Analysis: In impeachment fight, it’s Trump vs. Constitution

NEW YORK — Donald Trump has spent his time in office trying to bend the conventions of the American presidency to his will. Now he appears to be trying to override a core principle of democracy: that no one is above the law.

Faced with an impeachment inquiry, Trump has openly defied the core constructs of the Constitution. He chafes at the idea of co-equal branches of government and rejects the House’s right to investigate him.

He has deployed a convoluted logic in which he has declared that the courts can't investigate him because as president he cannot be charged with a crime but also that Congress cannot impeach him because its inquiry is politically illegitimate.

It's a "heads he wins, tails you lose" formulation.

"It's anathema to his character and his life story to be checked and balanced by anything," said presidential historian Jon Meacham, a professor at Vanderbilt University. "The Constitution was formed to contain appetite. And we now have the president who is driven entirely by appetite."

In a scathing eight-page letter this week, the Republican president's lawyers served notice there will be no cooperation with the impeachment inquiry.

Trump's White House has ignored document requests and subpoenas. It readily invokes executive privilege — going so far as to argue that the privilege extends to informal presidential advisers who never held White House jobs. And his team all but dares Democrats to hold them in contempt.


The impeachment standoff follows a pattern Trump has established throughout his presidency as he has jettisoned experienced advisers and flouted conventions.

The fact that he survived the special counsel’s Russia investigation without paying much of a political penalty left him all the more emboldened.

One day after Robert Mueller’s faltering testimony brought an end to that threat, Trump unleashed a new one by asking Ukraine’s president to investigate his political foe Joe Biden. That prompted the fast-moving impeachment inquiry that Trump now resists.

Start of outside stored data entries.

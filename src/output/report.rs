//! Plain-text reports of acquisition results

use crate::model::{BatchSummary, CandidateLink, DownloadReport, PipelineResult};
use std::fmt::Write;

/// Renders one pipeline result
pub fn format_pipeline_result(result: &PipelineResult) -> String {
    let mut out = String::new();
    let status = if result.success { "OK" } else { "FAILED" };

    let _ = writeln!(out, "[{}] {}", status, result.topic);
    let _ = writeln!(out, "  {}", result.message);
    for file in &result.files {
        let _ = writeln!(out, "  + {}", file);
    }
    for failure in &result.failures {
        let _ = writeln!(
            out,
            "  ! {}: {}",
            failure.url,
            failure.error_detail.as_deref().unwrap_or("unknown error")
        );
    }
    out
}

/// Renders candidate links found by a site crawl
pub fn format_candidates(candidates: &[CandidateLink]) -> String {
    let mut out = String::new();
    let _ = writeln!(out, "Found {} potential PDF links.", candidates.len());
    for (index, candidate) in candidates.iter().enumerate() {
        let _ = writeln!(
            out,
            "  {:>2}. {} ({})",
            index + 1,
            candidate.suggested_filename,
            candidate.url
        );
    }
    out
}

/// Renders a direct download report
pub fn format_download_report(report: &DownloadReport) -> String {
    let mut out = String::new();
    let _ = writeln!(out, "{}", report.message);
    for file in &report.files {
        let _ = writeln!(out, "  + {}", file);
    }
    for error in &report.errors {
        let _ = writeln!(out, "  ! {}", error);
    }
    out
}

/// Renders a batch summary followed by each topic's result
pub fn format_batch_summary(batch: &BatchSummary) -> String {
    let mut out = String::new();
    let _ = writeln!(out, "=== Batch Summary ===\n");
    let _ = writeln!(out, "Overview:");
    let _ = writeln!(out, "  Total topics: {}", batch.total_topics());
    let _ = writeln!(out, "  Completed: {}", batch.success_count());
    let _ = writeln!(out, "  Failed: {}", batch.failed_count());
    let _ = writeln!(out, "  Files saved: {}", batch.all_files.len());
    let _ = writeln!(out);

    for result in &batch.results {
        out.push_str(&format_pipeline_result(result));
    }

    let _ = writeln!(out, "\n{}", batch.message);
    out
}

pub fn print_pipeline_result(result: &PipelineResult) {
    print!("{}", format_pipeline_result(result));
}

pub fn print_candidates(candidates: &[CandidateLink]) {
    print!("{}", format_candidates(candidates));
}

pub fn print_download_report(report: &DownloadReport) {
    print!("{}", format_download_report(report));
}

pub fn print_batch_summary(batch: &BatchSummary) {
    print!("{}", format_batch_summary(batch));
}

After two weeks of a listless and unfocused response to the impeachment probe, the White House letter to Democratic House Speaker Nancy Pelosi this week was a declaration of war.

While it was filled with dubious legal arguments, its intent was clear: Trump would not play ball, claiming that the game was rigged against him.

As for all the subpoenas flying from House Democrats, an exasperated Trump said Thursday, "You're running a country, I just don't think that you can have all of these people testifying about every conversation you've had."

And as for the Democrats, Trump claimed Wednesday they're the ones playing dirty "because they have a tiny margin in the House."

"They have eviscerated the rules," he said. "They don't give us any — any fair play. It's the most unfair situation people have seen."

The Constitution gives the House "the sole power of impeachment." But it confers that authority without providing any guidelines, which the White House has seized upon in demanding that Pelosi call for a vote to authorize the inquiry as happened in the last two impeachment inquiries.

No vote is required under House rules, and Trump's strategy risks further provoking Democrats in the impeachment probe, setting up court challenges and the potential for lawmakers to draw up an article of impeachment for obstructing their investigations.

"The president does not have all-consuming power," said Nick Ackerman, a member of the Watergate prosecution team that investigated President Richard Nixon. "We play by certain rules, and we expect the rule of law to apply. We don't have checks and balances if he ignores them. That itself is an impeachable offense, which is what Nixon faced."

It is unclear whether Democrats would wade into a lengthy legal fight with the administration over documents and testimony or if they would just move straight to considering articles of impeachment.

Trump, for his part, has never been one to rely on legality or logic in making his arguments.

In the last week alone, he called for the impeachment of Sen. Mitt Romney and Rep. Adam Schiff — events that can't occur — and in part justified his decision to withdraw U.S. troops from Syria, leaving the Kurds vulnerable to Turkish attacks, by saying the Kurds did not assist at Normandy during World War II.

Since taking office, he has taken repeatedly taken unilateral action to defy Congress and push the limits of his own power, declaring a national emergency so he could divert funds for a border wall and taking executive action to try to halt immigration from several Muslim-majority nations.

Trump on Thursday punctuated a tweet about unfair media coverage with four words that seemed to sum up his entire viewpoint of the American system: "Oh well, I'm President!"

The Constitution was built to withstand tests like this.

“Both the strength of the American system and one of its most frustrating aspects is that it’s incredibly difficult to do anything quickly, particularly bad things, which the founders believed would happen more often than good things,” Meacham said. “Checks and balances were created so one bad actor could not dominate the proceedings. We now have that bad actor.”